The structural color of a photonic crystal is directly related to the periodic structure of the material in the optical dimension, and if the structure is destroyed, the structural color decreases until it subsides. If a material medium is selected, the refractive index of the material medium is similar to that of the photonic crystal material, and the material medium is filled in the gaps of the periodic structure of the photonic crystal material, the dielectric constant difference of the photonic crystal medium interface can be reduced, and the interference and diffraction of light at the medium interface can be reduced to weaken the structural color. Further, if the selected filling medium can react with or dissolve the photonic crystal material, so that the two materials are fused together, the photonic crystal structure is further destroyed, the structural color is further weakened, until the two materials are thoroughly fused together, the photonic crystal structure is thoroughly destroyed, and the structural color is also thoroughly disappeared.

It is now known that the degree of color attenuation of a photonic crystal structure correlates with the degree to which the photonic crystal structure is destroyed. The applicant has found that by correlating the extent of such a reaction which causes damage to the photonic crystal structure with the temperature of the reaction and the time of the reaction, the heat accumulation process experienced after the start of the reaction can be reflected by the degree of color weakening of the photonic crystal structure. The visual heat accumulation indicator based on the photonic crystal structure prepared by the principle can indicate the accumulated heat exposure time of an object attached to the visual heat accumulation indicator, and has great significance for monitoring the heat accumulation history of the object needing to be stored and transported at low temperature.

Disclosure of Invention

The invention aims to provide a visual heat accumulation indicator based on a photonic crystal structure, and a preparation method and application thereof.

To achieve one of the objects of the present invention, the present invention provides a visual heat accumulation indicator based on a photonic crystal structure, comprising: a composite layer A and a composite layer B,

the composite layer A comprises a substrate A, wherein at least one surface of the substrate A is provided with a photonic crystal layer;

the composite layer B comprises a substrate B, and at least one surface of the substrate B is provided with a viscoelastic polymer.

When the surface of the composite layer A, to which the photonic crystal layer is attached, is attached to the surface of the composite layer B, to which the viscoelastic polymer is attached, the indicator enters a working state.

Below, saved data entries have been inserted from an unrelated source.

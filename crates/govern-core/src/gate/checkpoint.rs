//! Which successful tool calls leave evidence on the active task

use once_cell::sync::Lazy;
use regex::Regex;
use serde_json::Value;

use crate::config::GovernanceConfig;
use crate::hooks::{ToolCall, ToolOutput};

/// Shell commands that change or verify the project
static RE_PRODUCTIVE: Lazy<Regex> = Lazy::new(|| {
    Regex::new(
        r"(?x)
        (?:^|&&|;|\|\|)\s*(?:sudo\s+)?(?:
            cargo\s+(?:build|test|check|clippy|fmt|run|bench|install|publish|nextest)
          | (?:npm|pnpm|yarn|bun)\s+(?:run\s+)?(?:build|test|lint|install|ci|publish)
          | git\s+(?:commit|merge|rebase|push|tag|cherry-pick|revert|apply|am)
          | make\b | cmake\b | ninja\b
          | pytest\b | python3?\s+-m\s+(?:pytest|unittest|build)
          | go\s+(?:build|test|vet|generate)
          | (?:mvn|gradle|gradlew|\./gradlew)\b
          | tsc\b | eslint\b | prettier\s+--write
          | docker\s+(?:build|compose\s+build)
          | mkdir\b | mv\b | cp\b | rm\b | touch\b | chmod\b
        )",
    )
    .unwrap()
});

/// Read-only commands that never count on their own
static RE_INSPECTION: Lazy<Regex> = Lazy::new(|| {
    Regex::new(
        r"^\s*(?:ls|cat|head|tail|less|more|grep|rg|find|fd|tree|pwd|echo|which|wc|du|df|stat|file|diff|git\s+(?:status|log|diff|show|branch|blame))\b",
    )
    .unwrap()
});

/// Whether a shell command is worth a checkpoint
pub fn is_productive_command(command: &str) -> bool {
    if RE_INSPECTION.is_match(command) && !RE_PRODUCTIVE.is_match(command) {
        return false;
    }
    RE_PRODUCTIVE.is_match(command)
}

/// Whether this call should append a checkpoint
pub fn is_checkpoint_worthy(config: &GovernanceConfig, call: &ToolCall) -> bool {
    if config.is_write_tool(&call.tool) {
        return true;
    }
    if config.is_shell_tool(&call.tool) {
        return call
            .arg_str("command")
            .map(is_productive_command)
            .unwrap_or(false);
    }
    false
}

fn push_path(files: &mut Vec<String>, value: &Value) {
    match value {
        Value::String(s) if !s.is_empty() => {
            if !files.contains(s) {
                files.push(s.clone());
            }
        }
        Value::Array(items) => items.iter().for_each(|v| push_path(files, v)),
        _ => {}
    }
}

/// File paths named by the call arguments and the output metadata
pub fn touched_files(call: &ToolCall, output: &ToolOutput) -> Vec<String> {
    let mut files = Vec::new();
    for source in [&call.args, &output.metadata] {
        for key in ["file_path", "path", "filepath", "files"] {
            if let Some(value) = source.get(key) {
                push_path(&mut files, value);
            }
        }
    }
    files
}

/// One-line summary for the checkpoint record
pub fn summarize(call: &ToolCall, files: &[String]) -> String {
    if let Some(command) = call.arg_str("command") {
        let first_line = command.lines().next().unwrap_or_default();
        let mut short: String = first_line.chars().take(80).collect();
        if first_line.chars().count() > 80 {
            short.push('…');
        }
        return format!("{}: {}", call.tool, short);
    }
    if files.is_empty() {
        call.tool.clone()
    } else {
        format!("{}: {}", call.tool, files.join(", "))
    }
}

The working principle of the indicator is as follows: after the surface of the composite layer A, to which the photonic crystal layer is attached, is attached to the surface of the composite layer B, to which the viscoelastic polymer is attached, the viscoelastic polymer enters into a gap of the photonic crystal material, the refractive index difference between the photonic crystal material and the viscoelastic polymer is reduced, and the structural color is weakened; further, as time goes by, the photonic crystal material is dissolved and fused under the action of the viscoelastic polymer, the refractive index difference between the photonic crystal material and the viscoelastic polymer is further reduced, the structural color is further weakened until the structure of the photonic crystal material is completely destroyed, the photonic crystal material and the viscoelastic polymer are mixed into a single homogeneous material, and the structural color completely disappears. The degree to which the two materials interpenetrate and fuse is related to the reaction temperature and reaction time. The higher the temperature and the longer the time, the greater the degree of structural failure of the photonic crystal material, and the more severe the structural color resolved by its structure, until the photonic crystal material is completely destroyed, the structural color will also completely resolve. Based on this principle, the thermal history experienced by the indicator can be indicated by a macroscopic structural color fading process.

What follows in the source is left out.